→ **WHAT YOU SHOULD DO**
Check each line of the listing below for the string "available", and give only how many lines hold it.

→ **INPUT DATA**

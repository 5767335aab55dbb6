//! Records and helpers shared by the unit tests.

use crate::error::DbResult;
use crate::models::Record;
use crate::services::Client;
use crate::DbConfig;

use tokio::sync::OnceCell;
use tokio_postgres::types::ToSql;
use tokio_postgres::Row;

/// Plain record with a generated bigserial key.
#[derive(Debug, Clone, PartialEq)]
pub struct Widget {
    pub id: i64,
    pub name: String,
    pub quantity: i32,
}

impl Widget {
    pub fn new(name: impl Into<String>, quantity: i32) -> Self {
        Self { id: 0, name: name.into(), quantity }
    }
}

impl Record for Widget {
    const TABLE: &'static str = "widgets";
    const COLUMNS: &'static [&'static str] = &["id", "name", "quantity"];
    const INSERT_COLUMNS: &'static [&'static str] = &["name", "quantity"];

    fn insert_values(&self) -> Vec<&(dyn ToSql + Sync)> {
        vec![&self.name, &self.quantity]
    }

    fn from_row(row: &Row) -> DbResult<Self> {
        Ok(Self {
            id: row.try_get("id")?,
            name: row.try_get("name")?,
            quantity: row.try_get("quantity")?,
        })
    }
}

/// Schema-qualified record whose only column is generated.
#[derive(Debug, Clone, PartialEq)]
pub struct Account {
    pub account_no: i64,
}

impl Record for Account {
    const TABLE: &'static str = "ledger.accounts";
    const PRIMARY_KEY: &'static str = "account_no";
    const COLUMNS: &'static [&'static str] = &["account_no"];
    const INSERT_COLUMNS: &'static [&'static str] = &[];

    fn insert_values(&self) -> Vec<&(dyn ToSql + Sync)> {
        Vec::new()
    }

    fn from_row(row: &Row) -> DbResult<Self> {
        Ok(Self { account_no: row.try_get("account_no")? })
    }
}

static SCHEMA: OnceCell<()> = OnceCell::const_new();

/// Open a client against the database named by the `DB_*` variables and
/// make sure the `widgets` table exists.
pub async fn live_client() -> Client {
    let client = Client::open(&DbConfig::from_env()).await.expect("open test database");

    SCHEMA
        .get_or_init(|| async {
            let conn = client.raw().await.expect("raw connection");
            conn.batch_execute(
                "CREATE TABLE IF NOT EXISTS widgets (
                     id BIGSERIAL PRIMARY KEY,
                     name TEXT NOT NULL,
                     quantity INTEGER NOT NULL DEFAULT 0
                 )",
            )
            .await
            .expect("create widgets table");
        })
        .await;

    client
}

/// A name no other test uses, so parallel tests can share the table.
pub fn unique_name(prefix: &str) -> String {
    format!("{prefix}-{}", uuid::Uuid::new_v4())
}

...

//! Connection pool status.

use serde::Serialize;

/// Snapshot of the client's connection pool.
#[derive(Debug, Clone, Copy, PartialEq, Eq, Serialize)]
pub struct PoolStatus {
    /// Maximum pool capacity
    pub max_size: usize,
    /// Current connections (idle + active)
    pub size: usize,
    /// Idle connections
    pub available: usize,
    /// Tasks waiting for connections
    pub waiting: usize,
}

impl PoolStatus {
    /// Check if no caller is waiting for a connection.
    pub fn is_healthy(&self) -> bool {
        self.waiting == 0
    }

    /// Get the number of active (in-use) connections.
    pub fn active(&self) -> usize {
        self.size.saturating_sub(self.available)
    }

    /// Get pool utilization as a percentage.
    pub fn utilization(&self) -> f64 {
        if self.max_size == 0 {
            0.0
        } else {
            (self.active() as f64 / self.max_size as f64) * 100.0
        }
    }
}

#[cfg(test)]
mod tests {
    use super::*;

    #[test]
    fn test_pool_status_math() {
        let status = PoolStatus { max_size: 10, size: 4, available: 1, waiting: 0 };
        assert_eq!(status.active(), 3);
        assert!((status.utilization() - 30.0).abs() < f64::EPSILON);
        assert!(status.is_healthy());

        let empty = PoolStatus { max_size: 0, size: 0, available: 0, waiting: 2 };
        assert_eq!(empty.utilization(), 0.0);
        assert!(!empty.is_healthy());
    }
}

...

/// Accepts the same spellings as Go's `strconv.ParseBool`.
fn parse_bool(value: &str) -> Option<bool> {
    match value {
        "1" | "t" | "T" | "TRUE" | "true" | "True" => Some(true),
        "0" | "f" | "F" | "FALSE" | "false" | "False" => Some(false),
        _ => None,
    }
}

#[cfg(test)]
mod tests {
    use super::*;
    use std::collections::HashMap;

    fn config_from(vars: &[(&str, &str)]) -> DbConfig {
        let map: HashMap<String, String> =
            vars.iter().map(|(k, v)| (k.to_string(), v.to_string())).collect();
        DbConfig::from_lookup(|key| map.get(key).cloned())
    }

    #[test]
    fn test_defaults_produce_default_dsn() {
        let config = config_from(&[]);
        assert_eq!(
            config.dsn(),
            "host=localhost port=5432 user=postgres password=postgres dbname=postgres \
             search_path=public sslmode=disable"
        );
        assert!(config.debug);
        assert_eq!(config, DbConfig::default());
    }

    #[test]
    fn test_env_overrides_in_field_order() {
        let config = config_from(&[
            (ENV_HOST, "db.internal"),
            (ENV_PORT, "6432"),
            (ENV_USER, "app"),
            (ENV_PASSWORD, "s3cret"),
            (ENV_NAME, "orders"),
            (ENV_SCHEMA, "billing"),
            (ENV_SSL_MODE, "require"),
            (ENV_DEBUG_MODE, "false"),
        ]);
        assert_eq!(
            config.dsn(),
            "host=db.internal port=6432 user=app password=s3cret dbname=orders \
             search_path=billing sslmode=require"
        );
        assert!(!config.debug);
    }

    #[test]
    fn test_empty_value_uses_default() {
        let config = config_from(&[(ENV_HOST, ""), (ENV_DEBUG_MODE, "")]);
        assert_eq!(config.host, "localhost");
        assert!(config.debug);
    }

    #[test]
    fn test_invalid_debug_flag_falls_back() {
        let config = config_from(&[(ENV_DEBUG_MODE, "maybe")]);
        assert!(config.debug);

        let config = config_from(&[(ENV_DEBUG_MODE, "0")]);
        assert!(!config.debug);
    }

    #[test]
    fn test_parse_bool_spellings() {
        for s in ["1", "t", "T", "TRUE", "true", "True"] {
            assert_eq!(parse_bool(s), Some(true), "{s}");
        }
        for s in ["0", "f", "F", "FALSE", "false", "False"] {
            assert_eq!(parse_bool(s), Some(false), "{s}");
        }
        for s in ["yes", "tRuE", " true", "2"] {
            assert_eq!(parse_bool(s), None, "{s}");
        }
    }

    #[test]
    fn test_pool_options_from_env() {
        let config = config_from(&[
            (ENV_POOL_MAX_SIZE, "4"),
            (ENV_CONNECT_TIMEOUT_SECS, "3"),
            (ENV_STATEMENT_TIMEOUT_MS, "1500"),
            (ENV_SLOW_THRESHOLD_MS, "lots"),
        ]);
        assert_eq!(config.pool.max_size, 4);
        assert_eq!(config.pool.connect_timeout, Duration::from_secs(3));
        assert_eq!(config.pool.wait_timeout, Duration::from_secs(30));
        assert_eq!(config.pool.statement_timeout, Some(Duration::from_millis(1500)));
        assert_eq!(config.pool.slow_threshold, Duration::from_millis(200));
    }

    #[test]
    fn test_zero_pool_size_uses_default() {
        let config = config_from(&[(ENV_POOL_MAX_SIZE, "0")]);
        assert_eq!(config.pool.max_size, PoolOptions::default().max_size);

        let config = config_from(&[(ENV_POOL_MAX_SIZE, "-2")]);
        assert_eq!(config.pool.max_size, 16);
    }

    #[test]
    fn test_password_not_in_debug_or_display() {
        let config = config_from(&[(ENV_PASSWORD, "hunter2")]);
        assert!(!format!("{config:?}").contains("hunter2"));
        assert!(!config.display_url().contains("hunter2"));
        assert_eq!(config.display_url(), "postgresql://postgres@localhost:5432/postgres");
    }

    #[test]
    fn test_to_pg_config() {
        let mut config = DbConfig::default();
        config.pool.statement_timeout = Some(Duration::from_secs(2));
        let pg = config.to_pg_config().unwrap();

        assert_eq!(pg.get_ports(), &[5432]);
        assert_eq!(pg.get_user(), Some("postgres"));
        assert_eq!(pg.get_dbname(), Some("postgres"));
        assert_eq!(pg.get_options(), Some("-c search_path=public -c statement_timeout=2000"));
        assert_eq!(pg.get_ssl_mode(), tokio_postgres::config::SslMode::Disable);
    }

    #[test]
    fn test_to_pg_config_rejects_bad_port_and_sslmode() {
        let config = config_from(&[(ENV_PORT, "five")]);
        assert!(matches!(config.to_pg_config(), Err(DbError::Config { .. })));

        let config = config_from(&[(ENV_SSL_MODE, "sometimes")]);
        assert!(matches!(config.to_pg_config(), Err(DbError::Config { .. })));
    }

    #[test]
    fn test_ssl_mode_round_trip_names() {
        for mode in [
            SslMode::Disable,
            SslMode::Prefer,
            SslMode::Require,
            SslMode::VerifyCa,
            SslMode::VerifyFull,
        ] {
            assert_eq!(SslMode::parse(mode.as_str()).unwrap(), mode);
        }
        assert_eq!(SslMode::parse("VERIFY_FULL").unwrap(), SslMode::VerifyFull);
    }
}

→ **RESPONSE BOX**
4